Each line of the listing where the string "decimals" appears is to be identified and copied.

------ Data listing ------

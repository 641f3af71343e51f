pub mod review;
pub mod session;

pub use review::{get_progress, submit_review, ProgressView, ReviewError, ReviewOutcome, ReviewRequest};
pub use session::{RatingCounts, SessionError, SessionRegistry, SessionRetention, SessionSummary};
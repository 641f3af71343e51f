//! SM-2 Scheduler
//!
//! The single scheduling policy used for every review:
//!
//! - `Again` resets the streak: repetitions 0, interval 1 day, ease − 0.2
//! - other ratings extend the streak: 1 day, 6 days, then `interval × ease`
//! - `Hard` shrinks the fresh interval by 0.7, `Easy` stretches it by 1.3
//! - ease follows the SuperMemo delta, floored at 1.3, stored with 2 decimals
//! - the interval never exceeds 365 days
//!
//! Rounding is half away from zero throughout.

use chrono::{DateTime, Utc};

use crate::rating::Rating;
use crate::sanitize::{round_days, round_ease_factor, sanitize_ease_factor};
use crate::types::{
    add_days, MemoryState, EASY_INTERVAL_FACTOR, FAILURE_EASE_PENALTY, FIRST_INTERVAL_DAYS,
    HARD_INTERVAL_FACTOR, MAX_INTERVAL_DAYS, MIN_EASE_FACTOR, RELEARN_INTERVAL_DAYS,
    SECOND_INTERVAL_DAYS,
};

/// Compute the state after one rated review.
///
/// Total over its input: an ease factor below the floor is treated as the floor,
/// a non-finite one as the default, and the input is never modified.
pub fn compute_next_review(state: &MemoryState, rating: Rating, now: DateTime<Utc>) -> MemoryState {
    let ease = sanitize_ease_factor(Some(state.ease_factor));

    let (repetitions, interval, next_ease) = if rating.is_failure() {
        (
            0,
            RELEARN_INTERVAL_DAYS,
            (ease - FAILURE_EASE_PENALTY).max(MIN_EASE_FACTOR),
        )
    } else {
        let repetitions = state.repetitions.saturating_add(1);
        let base = base_interval(repetitions, state.interval_days, ease);
        // a successful review never schedules a same-day repeat
        let interval = adjust_for_rating(base, rating).max(FIRST_INTERVAL_DAYS);
        (repetitions, interval, next_ease_factor(ease, rating.quality()))
    };

    let interval_days = interval.min(MAX_INTERVAL_DAYS);

    MemoryState {
        ease_factor: round_ease_factor(next_ease).max(MIN_EASE_FACTOR),
        interval_days,
        repetitions,
        review_count: state.review_count.saturating_add(1),
        next_review_at: Some(add_days(now, interval_days)),
        last_reviewed_at: Some(now),
    }
}

/// Outcome of every rating for `state`, in rating order. Used to label answer
/// buttons with the interval each one would schedule.
pub fn preview_ratings(state: &MemoryState, now: DateTime<Utc>) -> [(Rating, MemoryState); 4] {
    Rating::ALL.map(|rating| (rating, compute_next_review(state, rating, now)))
}

/// Interval for the repetitions tier, before the rating adjustment.
fn base_interval(repetitions: u32, previous_interval: u32, ease: f64) -> u32 {
    match repetitions {
        1 => FIRST_INTERVAL_DAYS,
        2 => SECOND_INTERVAL_DAYS,
        _ => round_days(f64::from(previous_interval) * ease),
    }
}

fn adjust_for_rating(interval: u32, rating: Rating) -> u32 {
    match rating {
        Rating::Hard => round_days(f64::from(interval) * HARD_INTERVAL_FACTOR).max(1),
        Rating::Easy => round_days(f64::from(interval) * EASY_INTERVAL_FACTOR),
        Rating::Good | Rating::Again => interval,
    }
}

/// SuperMemo ease delta for quality `q` on the 0-5 scale.
pub fn next_ease_factor(ease: f64, quality: u8) -> f64 {
    let miss = 5.0 - f64::from(quality.min(5));
    (ease + (0.1 - miss * (0.08 + miss * 0.02))).max(MIN_EASE_FACTOR)
}
//! Data Sanitization
//!
//! Recovery for out-of-invariant memory state coming from storage.
//!
//! The scheduler never rejects input. Records corrupted by external writers are
//! pulled back into range here instead:
//! - ease factor: non-finite → default, below the floor → floor
//! - interval: negative → 0, above the cap → cap
//! - counters: negative → 0, saturating at `u32::MAX`

use crate::types::{DEFAULT_EASE_FACTOR, MAX_INTERVAL_DAYS, MIN_EASE_FACTOR};

/// 清理难度系数
pub fn sanitize_ease_factor(value: Option<f64>) -> f64 {
    match value {
        Some(v) if v.is_finite() => v.max(MIN_EASE_FACTOR),
        _ => DEFAULT_EASE_FACTOR,
    }
}

/// 清理间隔天数，限制在 [0, MAX_INTERVAL_DAYS]
pub fn sanitize_interval(value: Option<i64>) -> u32 {
    value
        .unwrap_or(0)
        .clamp(0, i64::from(MAX_INTERVAL_DAYS)) as u32
}

/// 清理计数器 (repetitions / reviewCount)
pub fn sanitize_count(value: Option<i64>) -> u32 {
    value.unwrap_or(0).clamp(0, i64::from(u32::MAX)) as u32
}

/// Above this magnitude an f64 carries no meaningful hundredths, and `× 100`
/// could overflow to infinity.
const EASE_ROUNDING_LIMIT: f64 = 1e12;

/// Round half away from zero to two decimals.
///
/// Values at or beyond `EASE_ROUNDING_LIMIT` and non-finite values are returned
/// unchanged.
pub fn round_ease_factor(value: f64) -> f64 {
    if !value.is_finite() || value.abs() >= EASE_ROUNDING_LIMIT {
        return value;
    }
    (value * 100.0).round() / 100.0
}

/// Round a scaled interval half away from zero, clamped into `u32`.
pub fn round_days(value: f64) -> u32 {
    if value.is_nan() || value <= 0.0 {
        return 0;
    }
    value.round().min(f64::from(u32::MAX)) as u32
}
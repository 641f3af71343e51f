use std::net::{IpAddr, Ipv4Addr, SocketAddr};

use chrono::Duration;

use crate::services::SessionRetention;

const DEFAULT_DUE_LIMIT: usize = 50;
const MAX_DUE_LIMIT: usize = 500;
const DEFAULT_SESSION_RETENTION_SECS: i64 = 3600;
const DEFAULT_SESSION_MAX_AGE_SECS: i64 = 86_400;

#[derive(Debug, Clone)]
pub struct Config {
    pub host: IpAddr,
    pub port: u16,
    pub log_level: String,
    pub due_limit_default: usize,
    pub due_limit_max: usize,
    pub session_retention: SessionRetention,
}

impl Default for Config {
    fn default() -> Self {
        Self {
            host: IpAddr::V4(Ipv4Addr::new(0, 0, 0, 0)),
            port: 3000,
            log_level: "info".to_string(),
            due_limit_default: DEFAULT_DUE_LIMIT,
            due_limit_max: MAX_DUE_LIMIT,
            session_retention: SessionRetention {
                finished: Duration::seconds(DEFAULT_SESSION_RETENTION_SECS),
                open: Duration::seconds(DEFAULT_SESSION_MAX_AGE_SECS),
            },
        }
    }
}

impl Config {
    pub fn from_env() -> Self {
        let defaults = Self::default();

        let port = env_parse::<u16>("PORT").unwrap_or(defaults.port);

        let host = env_parse::<IpAddr>("HOST").unwrap_or(defaults.host);

        let log_level = std::env::var("RUST_LOG").unwrap_or(defaults.log_level);

        let due_limit_max = env_parse::<usize>("DUE_LIMIT_MAX")
            .filter(|value| *value > 0)
            .unwrap_or(defaults.due_limit_max);

        let due_limit_default = env_parse::<usize>("DUE_LIMIT_DEFAULT")
            .filter(|value| *value > 0)
            .unwrap_or(defaults.due_limit_default)
            .min(due_limit_max);

        let session_retention = SessionRetention {
            finished: env_seconds("SESSION_RETENTION_SECS")
                .unwrap_or(defaults.session_retention.finished),
            open: env_seconds("SESSION_MAX_AGE_SECS").unwrap_or(defaults.session_retention.open),
        };

        Self {
            host,
            port,
            log_level,
            due_limit_default,
            due_limit_max,
            session_retention,
        }
    }

    pub fn bind_addr(&self) -> SocketAddr {
        SocketAddr::new(self.host, self.port)
    }

    /// Requested limit, defaulted and clamped to `[1, due_limit_max]`.
    pub fn due_limit(&self, requested: Option<usize>) -> usize {
        requested
            .unwrap_or(self.due_limit_default)
            .clamp(1, self.due_limit_max)
    }
}

fn env_parse<T: std::str::FromStr>(key: &str) -> Option<T> {
    std::env::var(key)
        .ok()
        .and_then(|value| value.trim().parse::<T>().ok())
}

fn env_seconds(key: &str) -> Option<Duration> {
    env_parse::<i64>(key)
        .filter(|value| *value > 0)
        .and_then(Duration::try_seconds)
}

------

*Exercise answer*
//! - ease follows the SuperMemo delta, floored at 1.3, stored with 2 decimals
/// Round half away from zero to two decimals.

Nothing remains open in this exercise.